The anonymous genius of the fairy tale is the genius of history as well, with that same penchant for the fatally ambiguous symbol, where, as though in a besieged city in an endless backlands war, love and death exchange sniper fire with each other among bombed out buildings and constantly shifting zones of engagement. This city could be the New Jerusalem. It could be Stalingrad. It could be the Republic of Mainz, where Georg Forster assumed a revolutionary role in 1792, as his household expanded to include his wife Therese's lover, Huber, and the ever present Caroline Boehmer. It was in December of 1792 that Therese took the kids and her lover and left. Forster went to Paris, as a delegate.

One has to be sensitive enough, then, to the way the fairy tale sticks in the historic fact to understand the depth of certain symbols.

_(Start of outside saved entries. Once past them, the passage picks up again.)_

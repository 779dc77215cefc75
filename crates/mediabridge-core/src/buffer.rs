//! Aligned Buffer and Aligned Buffer Pool.
//!
//! The engine writes video planes through raw pointers and assumes they are
//! aligned for SIMD stores. The allocator gives no such guarantee for a
//! `Vec<u8>`, so each buffer over-allocates by `alignment` bytes and exposes
//! a window that starts at the first aligned address:
//!
//! ```text
//! storage: |<- offset ->|<------------ capacity ------------>|<- rest ->|
//!          ^ raw start  ^ aligned start                                  ^ capacity + alignment
//! ```
//!
//! `offset` is `0` when the raw start is already aligned, otherwise
//! `alignment - (start % alignment)`, so it never exceeds `alignment - 1`.

use std::ops::Range;

use crate::error::{BridgeError, Result};

/// Forward distance from `address` to the next multiple of `alignment`.
///
/// `alignment` must be a power of two.
pub fn alignment_offset(address: usize, alignment: usize) -> usize {
    let misalignment = address & (alignment - 1);
    if misalignment == 0 {
        0
    } else {
        alignment - misalignment
    }
}

/// Usable window inside an allocation of `capacity + alignment` bytes that
/// starts at `address`.
pub fn aligned_window(address: usize, capacity: usize, alignment: usize) -> Result<Range<usize>> {
    if !alignment.is_power_of_two() {
        return Err(BridgeError::InvalidAlignment(alignment));
    }
    let total = capacity
        .checked_add(alignment)
        .ok_or(BridgeError::AlignmentAllocationFailure {
            capacity,
            alignment,
        })?;
    let offset = alignment_offset(address, alignment);
    debug_assert!(offset + capacity <= total);
    Ok(offset..offset + capacity)
}

/// A heap block whose visible slice starts on an `alignment` boundary.
pub struct AlignedBuffer {
    /// Never resized after construction, so its address is stable
    storage: Vec<u8>,
    window: Range<usize>,
    alignment: usize,
}

impl AlignedBuffer {
    /// Allocates `capacity` zeroed bytes aligned to `alignment`.
    pub fn allocate(capacity: usize, alignment: usize) -> Result<Self> {
        if !alignment.is_power_of_two() {
            return Err(BridgeError::InvalidAlignment(alignment));
        }
        let failure = BridgeError::AlignmentAllocationFailure {
            capacity,
            alignment,
        };
        let total = capacity.checked_add(alignment).ok_or(failure.clone())?;

        let mut storage = Vec::new();
        if storage.try_reserve_exact(total).is_err() {
            tracing::error!("allocation of {total} bytes for aligned buffer failed");
            return Err(failure);
        }
        storage.resize(total, 0);

        let window = aligned_window(storage.as_ptr() as usize, capacity, alignment)?;
        Ok(Self {
            storage,
            window,
            alignment,
        })
    }

    pub fn len(&self) -> usize {
        self.window.len()
    }

    pub fn is_empty(&self) -> bool {
        self.window.is_empty()
    }

    pub fn alignment(&self) -> usize {
        self.alignment
    }

    /// Bytes skipped at the front of the allocation.
    pub fn offset(&self) -> usize {
        self.window.start
    }

    pub fn as_slice(&self) -> &[u8] {
        &self.storage[self.window.clone()]
    }

    pub fn as_mut_slice(&mut self) -> &mut [u8] {
        &mut self.storage[self.window.clone()]
    }

    pub fn as_ptr(&self) -> *const u8 {
        self.as_slice().as_ptr()
    }

    /// Pointer handed to native code. Valid until the buffer is dropped.
    pub fn as_mut_ptr(&mut self) -> *mut u8 {
        self.as_mut_slice().as_mut_ptr()
    }
}

impl std::fmt::Debug for AlignedBuffer {
    fn fmt(&self, f: &mut std::fmt::Formatter<'_>) -> std::fmt::Result {
        f.debug_struct("AlignedBuffer")
            .field("ptr", &self.as_ptr())
            .field("len", &self.len())
            .field("alignment", &self.alignment)
            .finish()
    }
}

/// One aligned buffer per picture plane, kept across frames.
#[derive(Debug)]
pub struct BufferPool {
    alignment: usize,
    plane_sizes: Vec<usize>,
    buffers: Vec<AlignedBuffer>,
    allocations: u64,
}

impl BufferPool {
    pub fn new(alignment: usize) -> Result<Self> {
        if !alignment.is_power_of_two() {
            return Err(BridgeError::InvalidAlignment(alignment));
        }
        Ok(Self {
            alignment,
            plane_sizes: Vec::new(),
            buffers: Vec::new(),
            allocations: 0,
        })
    }

    pub fn alignment(&self) -> usize {
        self.alignment
    }

    /// Replaces the current buffers with fresh ones of `plane_sizes`.
    ///
    /// On failure the pool is left empty.
    pub fn allocate(&mut self, plane_sizes: &[usize]) -> Result<()> {
        self.clear();
        let buffers = plane_sizes
            .iter()
            .map(|&size| AlignedBuffer::allocate(size, self.alignment))
            .collect::<Result<Vec<_>>>()?;
        self.buffers = buffers;
        self.plane_sizes = plane_sizes.to_vec();
        self.allocations += 1;
        tracing::debug!(
            "allocated {} plane buffers {:?} aligned to {}",
            plane_sizes.len(),
            plane_sizes,
            self.alignment
        );
        Ok(())
    }

    /// Allocates only if `plane_sizes` differs from the current layout.
    /// Returns true when new buffers were allocated.
    pub fn ensure(&mut self, plane_sizes: &[usize]) -> Result<bool> {
        if !self.buffers.is_empty() && self.plane_sizes == plane_sizes {
            return Ok(false);
        }
        self.allocate(plane_sizes)?;
        Ok(true)
    }

    pub fn clear(&mut self) {
        self.buffers.clear();
        self.plane_sizes.clear();
    }

    pub fn is_allocated(&self) -> bool {
        !self.buffers.is_empty()
    }

    /// Number of times buffers were (re)allocated.
    pub fn allocations(&self) -> u64 {
        self.allocations
    }

    pub fn buffers(&self) -> &[AlignedBuffer] {
        &self.buffers
    }

    pub fn buffers_mut(&mut self) -> &mut [AlignedBuffer] {
        &mut self.buffers
    }
}

#[cfg(test)]
mod tests {
    use super::*;

    #[test]
    fn test_window_for_every_start_address() {
        // Every possible allocator start modulo the alignment, twice over.
        for address in 0..64usize {
            let window = aligned_window(address, 1000, 32).unwrap();
            assert_eq!((address + window.start) % 32, 0, "address {address}");
            assert_eq!(window.len(), 1000);
            assert!(window.end <= 1000 + 32);
            assert!(window.start < 32);
        }
    }

    #[test]
    fn test_offset_values() {
        assert_eq!(alignment_offset(0, 32), 0);
        assert_eq!(alignment_offset(1, 32), 31);
        assert_eq!(alignment_offset(31, 32), 1);
        assert_eq!(alignment_offset(32, 32), 0);
        assert_eq!(alignment_offset(33, 16), 15);
    }

    #[test]
    fn test_rejects_bad_alignment() {
        assert_eq!(
            AlignedBuffer::allocate(16, 24).unwrap_err(),
            BridgeError::InvalidAlignment(24)
        );
        assert!(AlignedBuffer::allocate(16, 0).is_err());
        assert!(BufferPool::new(3).is_err());
    }

    #[test]
    fn test_overflowing_request_fails_cleanly() {
        assert_eq!(
            AlignedBuffer::allocate(usize::MAX, 32).unwrap_err(),
            BridgeError::AlignmentAllocationFailure {
                capacity: usize::MAX,
                alignment: 32
            }
        );
        assert!(matches!(
            AlignedBuffer::allocate(usize::MAX - 64, 32),
            Err(BridgeError::AlignmentAllocationFailure { .. })
        ));
    }

    #[test]
    fn test_allocated_buffer_is_aligned() {
        for alignment in [1, 2, 8, 32, 64, 4096] {
            let buffer = AlignedBuffer::allocate(1000, alignment).unwrap();
            assert_eq!(buffer.as_ptr() as usize % alignment, 0);
            assert_eq!(buffer.len(), 1000);
            assert!(buffer.offset() < alignment);
        }
    }

    #[test]
    fn test_write_read_back() {
        let mut buffer = AlignedBuffer::allocate(1000, 32).unwrap();
        let ptr = buffer.as_mut_ptr();
        // Simulated native writer going through the raw pointer.
        for i in 0..1000 {
            unsafe { ptr.add(i).write((i % 251) as u8) };
        }
        let expected: Vec<u8> = (0..1000).map(|i| (i % 251) as u8).collect();
        assert_eq!(buffer.as_slice(), expected.as_slice());
    }

    #[test]
    fn test_pool_reuses_until_layout_changes() {
        let mut pool = BufferPool::new(32).unwrap();
        assert!(pool.ensure(&[640 * 4 * 480]).unwrap());
        let first = pool.buffers()[0].as_ptr();

        assert!(!pool.ensure(&[640 * 4 * 480]).unwrap());
        assert_eq!(pool.buffers()[0].as_ptr(), first);
        assert_eq!(pool.allocations(), 1);

        assert!(pool.ensure(&[320 * 240, 160 * 120, 160 * 120]).unwrap());
        assert_eq!(pool.buffers().len(), 3);
        assert_eq!(pool.allocations(), 2);

        pool.clear();
        assert!(!pool.is_allocated());
    }
}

For instance: on November 19, 1831, Prosper Enfantin, responding to the uproar in Saint Simonian circle that had greeted his proposals for free love, responded with a speech in which he outlined the details of his system, which echoed Fourier and Swedenborg in separating marriage from “true” marriage, the latter of which would rekindle the numbed feelings of conjugal couples by giving them the theoretical liberty to love. It was hard to tell how this theoretical liberty translated into physiological fact, although by this time, Enfantin had, like Swedenborg before him, lowered the barrier between the symbol and the thing.

The uproar continued, with certain leaders of the Saint Simonian family denouncing Enfantin’s plan, and the newspapers reporting on his immorality. So he lead a retreat to his home in Menilmontant of forty male apostles, who attempted to live a life of pure communism. As one of the signs of sublime fraternity, Enfantin had shirts made for the apostles that buttoned down the back - and thus could only be buttoned with the aid of a helper.

Enfantin’s shirts deserve a place with Aristophanes unsexed circular human, in the Symposium, and Magritte’s hooded lovers blindly kissing – symbols that overwhelm one’s ability to immediately interpret them. Enfantin’s shirts hang over the whole impassioned debate about free love – half a sign of mutual aid, without which there can be no freedom, and half a strait jacket.